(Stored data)
//! Encoded stream - a positioned cursor over a byte buffer.

use crate::common::{Error, Result};

/// A byte buffer with an explicit read/write position.
///
/// Reads consume bytes from the current position; writes overwrite bytes at
/// the current position and extend the buffer when they run past its end.
/// Multi-byte primitives are little-endian.
///
/// A stream is scoped to one encode/decode call; nothing long-lived owns it.
///
/// # Example
/// ```
/// use durabletree::encoding::EncodedStream;
///
/// let mut stream = EncodedStream::new();
/// stream.put_u32(7);
/// stream.put_u8(1);
///
/// stream.set_position(0).unwrap();
/// assert_eq!(stream.get_u32().unwrap(), 7);
/// assert_eq!(stream.get_u8().unwrap(), 1);
/// assert_eq!(stream.remaining(), 0);
/// ```
#[derive(Debug, Clone, Default, PartialEq, Eq)]
pub struct EncodedStream {
    buf: Vec<u8>,
    pos: usize,
}

macro_rules! primitive {
    ($put:ident, $get:ident, $ty:ty) => {
        #[doc = concat!("Write a little-endian `", stringify!($ty), "`.")]
        #[inline]
        pub fn $put(&mut self, value: $ty) {
            self.put_bytes(&value.to_le_bytes());
        }

        #[doc = concat!("Read a little-endian `", stringify!($ty), "`.")]
        #[inline]
        pub fn $get(&mut self) -> Result<$ty> {
            let mut raw = [0u8; std::mem::size_of::<$ty>()];
            let len = raw.len();
            raw.copy_from_slice(self.get_bytes(len)?);
            Ok(<$ty>::from_le_bytes(raw))
        }
    };
}

impl EncodedStream {
    /// Create an empty stream.
    pub fn new() -> Self {
        Self::default()
    }

    /// Create an empty stream with preallocated capacity.
    pub fn with_capacity(capacity: usize) -> Self {
        Self {
            buf: Vec::with_capacity(capacity),
            pos: 0,
        }
    }

    /// Wrap existing bytes, positioned at the start.
    pub fn from_bytes(buf: Vec<u8>) -> Self {
        Self { buf, pos: 0 }
    }

    /// Copy a slice into a new stream, positioned at the start.
    pub fn from_slice(data: &[u8]) -> Self {
        Self::from_bytes(data.to_vec())
    }

    /// Current position.
    #[inline]
    pub fn position(&self) -> usize {
        self.pos
    }

    /// Move to an absolute position (at most `len()`).
    pub fn set_position(&mut self, pos: usize) -> Result<()> {
        if pos > self.buf.len() {
            return Err(Error::StreamUnderflow {
                needed: pos,
                remaining: self.buf.len(),
            });
        }
        self.pos = pos;
        Ok(())
    }

    /// Move relative to the current position.
    pub fn seek(&mut self, delta: isize) -> Result<()> {
        let target = self
            .pos
            .checked_add_signed(delta)
            .ok_or(Error::StreamUnderflow {
                needed: delta.unsigned_abs(),
                remaining: self.pos,
            })?;
        if target > self.buf.len() {
            return Err(Error::StreamUnderflow {
                needed: delta.unsigned_abs(),
                remaining: self.remaining(),
            });
        }
        self.pos = target;
        Ok(())
    }

    /// Total number of bytes in the buffer.
    #[inline]
    pub fn len(&self) -> usize {
        self.buf.len()
    }

    /// Whether the buffer holds no bytes.
    #[inline]
    pub fn is_empty(&self) -> bool {
        self.buf.is_empty()
    }

    /// Bytes between the position and the end of the buffer.
    #[inline]
    pub fn remaining(&self) -> usize {
        self.buf.len() - self.pos
    }

    /// Write one byte.
    #[inline]
    pub fn put_u8(&mut self, value: u8) {
        self.put_bytes(&[value]);
    }

    /// Read one byte.
    #[inline]
    pub fn get_u8(&mut self) -> Result<u8> {
        Ok(self.get_bytes(1)?[0])
    }

    /// Look at the byte `offset` bytes past the position without moving.
    pub fn peek_u8(&self, offset: usize) -> Result<u8> {
        self.buf
            .get(self.pos + offset)
            .copied()
            .ok_or(Error::StreamUnderflow {
                needed: offset + 1,
                remaining: self.remaining(),
            })
    }

    /// Write raw bytes at the position, extending the buffer if needed.
    pub fn put_bytes(&mut self, data: &[u8]) {
        let end = self.pos + data.len();
        if end > self.buf.len() {
            self.buf.resize(end, 0);
        }
        self.buf[self.pos..end].copy_from_slice(data);
        self.pos = end;
    }

    /// Read `len` raw bytes.
    pub fn get_bytes(&mut self, len: usize) -> Result<&[u8]> {
        if len > self.remaining() {
            return Err(Error::StreamUnderflow {
                needed: len,
                remaining: self.remaining(),
            });
        }
        let start = self.pos;
        self.pos += len;
        Ok(&self.buf[start..self.pos])
    }

    primitive!(put_u16, get_u16, u16);
    primitive!(put_u32, get_u32, u32);
    primitive!(put_u64, get_u64, u64);
    primitive!(put_i16, get_i16, i16);
    primitive!(put_i32, get_i32, i32);
    primitive!(put_i64, get_i64, i64);
    primitive!(put_f32, get_f32, f32);
    primitive!(put_f64, get_f64, f64);

    /// The whole buffer, regardless of position.
    #[inline]
    pub fn as_slice(&self) -> &[u8] {
        &self.buf
    }

    /// Consume the stream and return its buffer.
    pub fn into_inner(self) -> Vec<u8> {
        self.buf
    }
}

Exercise directions » Working from the entries above, find every line in which the word "concat" occurs and copy it.

Response to this exercise »
        #[doc = concat!("Write a little-endian `", stringify!($ty), "`.")]
        #[doc = concat!("Read a little-endian `", stringify!($ty), "`.")]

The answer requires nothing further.